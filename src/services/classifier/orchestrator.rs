use crate::error::AppError;
use crate::models::classify_types::{DownloadProgress, DownloadState, ModelId};
use crate::services::classifier::acquirer::ModelAcquirer;
use crate::services::classifier::cache::CacheInspector;
use crate::services::classifier::catalog::ModelCatalog;
use crate::services::classifier::fetcher::LoadedModel;
use crate::services::classifier::network::NetworkProbe;
use crate::services::classifier::progress::{ProgressCallback, ProgressReporter};
use std::collections::HashMap;
use std::sync::atomic::{AtomicBool, Ordering};
use std::sync::{Arc, Mutex};
use tokio::sync::watch;
use tracing::{debug, info, warn};

pub const ALREADY_IN_PROGRESS: &str = "Download already in progress...";

#[derive(Default)]
struct RunState {
    active: Option<ModelId>,
    outcomes: HashMap<ModelId, DownloadState>,
}

/// Sequences the three acquisitions; at most one orchestration runs at a time.
pub struct DownloadOrchestrator {
    catalog: Arc<ModelCatalog>,
    cache: CacheInspector,
    probe: Arc<dyn NetworkProbe>,
    acquirer: Arc<ModelAcquirer>,
    run_lock: tokio::sync::Mutex<()>,
    downloading: AtomicBool,
    state: Mutex<RunState>,
    progress: Arc<watch::Sender<DownloadProgress>>,
}

/// Clears the in-progress markers however the orchestration ends.
struct RunGuard<'a> {
    orchestrator: &'a DownloadOrchestrator,
}

impl Drop for RunGuard<'_> {
    fn drop(&mut self) {
        self.orchestrator.set_active(None);
        self.orchestrator.downloading.store(false, Ordering::SeqCst);
        self.orchestrator.acquirer.reset_cancel_flag();
    }
}

impl DownloadOrchestrator {
    pub fn new(
        catalog: Arc<ModelCatalog>,
        cache: CacheInspector,
        probe: Arc<dyn NetworkProbe>,
        acquirer: Arc<ModelAcquirer>,
    ) -> Self {
        let (tx, _) = watch::channel(DownloadProgress::default());
        Self {
            catalog,
            cache,
            probe,
            acquirer,
            run_lock: tokio::sync::Mutex::new(()),
            downloading: AtomicBool::new(false),
            state: Mutex::new(RunState::default()),
            progress: Arc::new(tx),
        }
    }

    pub fn is_downloading(&self) -> bool {
        self.downloading.load(Ordering::SeqCst)
    }

    /// Only meaningful while an orchestration is running.
    pub fn cancel(&self) {
        if !self.is_downloading() {
            debug!("Cancel requested with no download running");
            return;
        }
        info!("Download cancellation requested");
        self.acquirer.cancel();
    }

    pub fn progress(&self) -> DownloadProgress {
        self.progress.borrow().clone()
    }

    pub fn subscribe(&self) -> watch::Receiver<DownloadProgress> {
        self.progress.subscribe()
    }

    /// Derived on demand from the cache and the last orchestration.
    pub fn state_of(&self, id: ModelId) -> DownloadState {
        if self.cache.is_present(self.catalog.get(id)) {
            return DownloadState::Downloaded;
        }
        let Ok(state) = self.state.lock() else {
            return DownloadState::NotDownloaded;
        };
        if state.active == Some(id) {
            return DownloadState::Downloading;
        }
        state
            .outcomes
            .get(&id)
            .copied()
            .unwrap_or(DownloadState::NotDownloaded)
    }

    pub async fn download_all(&self, on_progress: Option<ProgressCallback>) -> bool {
        let Ok(_lock) = self.run_lock.try_lock() else {
            info!("Download already in progress, skipping duplicate request");
            if let Some(cb) = &on_progress {
                cb(0, DownloadProgress::TOTAL_STEPS, ALREADY_IN_PROGRESS);
            }
            return false;
        };

        self.downloading.store(true, Ordering::SeqCst);
        let _guard = RunGuard { orchestrator: self };
        self.acquirer.reset_cancel_flag();
        self.clear_outcomes();

        let reporter = ProgressReporter::new(self.progress.clone(), on_progress);
        match self.run(&reporter).await {
            Ok(()) => true,
            Err(e) => {
                warn!("Model download ended: {}", e);
                false
            }
        }
    }

    /// Loads one model outside a full orchestration. Anything that may touch the
    /// cache holds the run lock, so it is rejected while a download is running.
    pub async fn load_one(&self, id: ModelId) -> Result<LoadedModel, AppError> {
        if let Some(model) = self.acquirer.loaded(id) {
            return Ok(model);
        }
        let Ok(_lock) = self.run_lock.try_lock() else {
            info!("Load of {} rejected, download in progress", id);
            return Err(AppError::NotAvailable(
                "a model download is already in progress".to_string(),
            ));
        };

        let descriptor = self.catalog.get(id);
        let fetching = !self.cache.is_present(descriptor);
        self.downloading.store(fetching, Ordering::SeqCst);
        let _guard = RunGuard { orchestrator: self };
        self.acquirer.reset_cancel_flag();

        self.set_active(Some(id));
        let result = self.acquirer.load(descriptor, true, None).await;
        match &result {
            Err(AppError::Cancelled) => self.record(id, DownloadState::Cancelled),
            Err(_) if fetching => self.record(id, DownloadState::Failed),
            _ => {}
        }
        result
    }

    async fn run(&self, reporter: &ProgressReporter) -> Result<(), AppError> {
        reporter.report(0, "Checking network connection...");
        if !self.probe.is_reachable().await {
            let err = AppError::NoNetwork;
            reporter.report(0, err.to_string());
            return Err(err);
        }

        let total_mb = self.missing_size_mb();
        if total_mb > 0 {
            reporter.report(0, format!("Preparing to download ~{}MB of AI models...", total_mb));
        }

        let mut step = 0u32;
        for descriptor in self.catalog.iter() {
            let id = descriptor.id;
            let size_note = if self.cache.is_present(descriptor) {
                " (cached)".to_string()
            } else {
                format!(" (~{}MB)", descriptor.approx_size_mb)
            };
            reporter.report(step, format!("Loading {}{}...", id.label(), size_note));

            self.set_active(Some(id));
            let result = self.acquirer.load(descriptor, true, Some(reporter)).await;
            self.set_active(None);

            match result {
                Ok(_) => {
                    step += 1;
                    reporter.report(step, format!("{} model ready ✓", id.short_name()));
                }
                Err(AppError::Cancelled) => {
                    self.record(id, DownloadState::Cancelled);
                    reporter.report(step, AppError::Cancelled.to_string());
                    return Err(AppError::Cancelled);
                }
                Err(e) => {
                    self.record(id, DownloadState::Failed);
                    reporter.report(step, format!("Failed to download {}: {}", id.label(), e));
                    return Err(e);
                }
            }
        }

        reporter.report(DownloadProgress::TOTAL_STEPS, "All models ready ✓");
        info!("All models ready");
        Ok(())
    }

    /// Sum of `approx_size_mb` over models not yet on disk.
    pub fn missing_size_mb(&self) -> u32 {
        self.catalog
            .iter()
            .filter(|d| !self.cache.is_present(d))
            .map(|d| d.approx_size_mb)
            .sum()
    }

    fn set_active(&self, id: Option<ModelId>) {
        if let Ok(mut state) = self.state.lock() {
            state.active = id;
        }
    }

    fn record(&self, id: ModelId, outcome: DownloadState) {
        if let Ok(mut state) = self.state.lock() {
            state.outcomes.insert(id, outcome);
        }
    }

    fn clear_outcomes(&self) {
        if let Ok(mut state) = self.state.lock() {
            state.outcomes.clear();
        }
    }
}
----
- **THE PROBLEM**
From the first line to the last, retype the material exactly.

- **EXERCISE RESPONSE**
filename src/services/classifier/orchestrator.rs
use crate::error::AppError;
use crate::models::classify_types::{DownloadProgress, DownloadState, ModelId};
use crate::services::classifier::acquirer::ModelAcquirer;
use crate::services::classifier::cache::CacheInspector;
use crate::services::classifier::catalog::ModelCatalog;
use crate::services::classifier::fetcher::LoadedModel;
use crate::services::classifier::network::NetworkProbe;
use crate::services::classifier::progress::{ProgressCallback, ProgressReporter};
use std::collections::HashMap;
use std::sync::atomic::{AtomicBool, Ordering};
use std::sync::{Arc, Mutex};
use tokio::sync::watch;
use tracing::{debug, info, warn};

pub const ALREADY_IN_PROGRESS: &str = "Download already in progress...";

#[derive(Default)]
struct RunState {
    active: Option<ModelId>,
    outcomes: HashMap<ModelId, DownloadState>,
}

/// Sequences the three acquisitions; at most one orchestration runs at a time.
pub struct DownloadOrchestrator {
    catalog: Arc<ModelCatalog>,
    cache: CacheInspector,
    probe: Arc<dyn NetworkProbe>,
    acquirer: Arc<ModelAcquirer>,
    run_lock: tokio::sync::Mutex<()>,
    downloading: AtomicBool,
    state: Mutex<RunState>,
    progress: Arc<watch::Sender<DownloadProgress>>,
}

/// Clears the in-progress markers however the orchestration ends.
struct RunGuard<'a> {
    orchestrator: &'a DownloadOrchestrator,
}

impl Drop for RunGuard<'_> {
    fn drop(&mut self) {
        self.orchestrator.set_active(None);
        self.orchestrator.downloading.store(false, Ordering::SeqCst);
        self.orchestrator.acquirer.reset_cancel_flag();
    }
}

impl DownloadOrchestrator {
    pub fn new(
        catalog: Arc<ModelCatalog>,
        cache: CacheInspector,
        probe: Arc<dyn NetworkProbe>,
        acquirer: Arc<ModelAcquirer>,
    ) -> Self {
        let (tx, _) = watch::channel(DownloadProgress::default());
        Self {
            catalog,
            cache,
            probe,
            acquirer,
            run_lock: tokio::sync::Mutex::new(()),
            downloading: AtomicBool::new(false),
            state: Mutex::new(RunState::default()),
            progress: Arc::new(tx),
        }
    }

    pub fn is_downloading(&self) -> bool {
        self.downloading.load(Ordering::SeqCst)
    }

    /// Only meaningful while an orchestration is running.
    pub fn cancel(&self) {
        if !self.is_downloading() {
            debug!("Cancel requested with no download running");
            return;
        }
        info!("Download cancellation requested");
        self.acquirer.cancel();
    }

    pub fn progress(&self) -> DownloadProgress {
        self.progress.borrow().clone()
    }

    pub fn subscribe(&self) -> watch::Receiver<DownloadProgress> {
        self.progress.subscribe()
    }

    /// Derived on demand from the cache and the last orchestration.
    pub fn state_of(&self, id: ModelId) -> DownloadState {
        if self.cache.is_present(self.catalog.get(id)) {
            return DownloadState::Downloaded;
        }
        let Ok(state) = self.state.lock() else {
            return DownloadState::NotDownloaded;
        };
        if state.active == Some(id) {
            return DownloadState::Downloading;
        }
        state
            .outcomes
            .get(&id)
            .copied()
            .unwrap_or(DownloadState::NotDownloaded)
    }

    pub async fn download_all(&self, on_progress: Option<ProgressCallback>) -> bool {
        let Ok(_lock) = self.run_lock.try_lock() else {
            info!("Download already in progress, skipping duplicate request");
            if let Some(cb) = &on_progress {
                cb(0, DownloadProgress::TOTAL_STEPS, ALREADY_IN_PROGRESS);
            }
            return false;
        };

        self.downloading.store(true, Ordering::SeqCst);
        let _guard = RunGuard { orchestrator: self };
        self.acquirer.reset_cancel_flag();
        self.clear_outcomes();

        let reporter = ProgressReporter::new(self.progress.clone(), on_progress);
        match self.run(&reporter).await {
            Ok(()) => true,
            Err(e) => {
                warn!("Model download ended: {}", e);
                false
            }
        }
    }

    /// Loads one model outside a full orchestration. Anything that may touch the
    /// cache holds the run lock, so it is rejected while a download is running.
    pub async fn load_one(&self, id: ModelId) -> Result<LoadedModel, AppError> {
        if let Some(model) = self.acquirer.loaded(id) {
            return Ok(model);
        }
        let Ok(_lock) = self.run_lock.try_lock() else {
            info!("Load of {} rejected, download in progress", id);
            return Err(AppError::NotAvailable(
                "a model download is already in progress".to_string(),
            ));
        };

        let descriptor = self.catalog.get(id);
        let fetching = !self.cache.is_present(descriptor);
        self.downloading.store(fetching, Ordering::SeqCst);
        let _guard = RunGuard { orchestrator: self };
        self.acquirer.reset_cancel_flag();

        self.set_active(Some(id));
        let result = self.acquirer.load(descriptor, true, None).await;
        match &result {
            Err(AppError::Cancelled) => self.record(id, DownloadState::Cancelled),
            Err(_) if fetching => self.record(id, DownloadState::Failed),
            _ => {}
        }
        result
    }

    async fn run(&self, reporter: &ProgressReporter) -> Result<(), AppError> {
        reporter.report(0, "Checking network connection...");
        if !self.probe.is_reachable().await {
            let err = AppError::NoNetwork;
            reporter.report(0, err.to_string());
            return Err(err);
        }

        let total_mb = self.missing_size_mb();
        if total_mb > 0 {
            reporter.report(0, format!("Preparing to download ~{}MB of AI models...", total_mb));
        }

        let mut step = 0u32;
        for descriptor in self.catalog.iter() {
            let id = descriptor.id;
            let size_note = if self.cache.is_present(descriptor) {
                " (cached)".to_string()
            } else {
                format!(" (~{}MB)", descriptor.approx_size_mb)
            };
            reporter.report(step, format!("Loading {}{}...", id.label(), size_note));

            self.set_active(Some(id));
            let result = self.acquirer.load(descriptor, true, Some(reporter)).await;
            self.set_active(None);

            match result {
                Ok(_) => {
                    step += 1;
                    reporter.report(step, format!("{} model ready ✓", id.short_name()));
                }
                Err(AppError::Cancelled) => {
                    self.record(id, DownloadState::Cancelled);
                    reporter.report(step, AppError::Cancelled.to_string());
                    return Err(AppError::Cancelled);
                }
                Err(e) => {
                    self.record(id, DownloadState::Failed);
                    reporter.report(step, format!("Failed to download {}: {}", id.label(), e));
                    return Err(e);
                }
            }
        }

        reporter.report(DownloadProgress::TOTAL_STEPS, "All models ready ✓");
        info!("All models ready");
        Ok(())
    }

    /// Sum of `approx_size_mb` over models not yet on disk.
    pub fn missing_size_mb(&self) -> u32 {
        self.catalog
            .iter()
            .filter(|d| !self.cache.is_present(d))
            .map(|d| d.approx_size_mb)
            .sum()
    }

    fn set_active(&self, id: Option<ModelId>) {
        if let Ok(mut state) = self.state.lock() {
            state.active = id;
        }
    }

    fn record(&self, id: ModelId, outcome: DownloadState) {
        if let Ok(mut state) = self.state.lock() {
            state.outcomes.insert(id, outcome);
        }
    }

    fn clear_outcomes(&self) {
        if let Ok(mut state) = self.state.lock() {
            state.outcomes.clear();
        }
    }
}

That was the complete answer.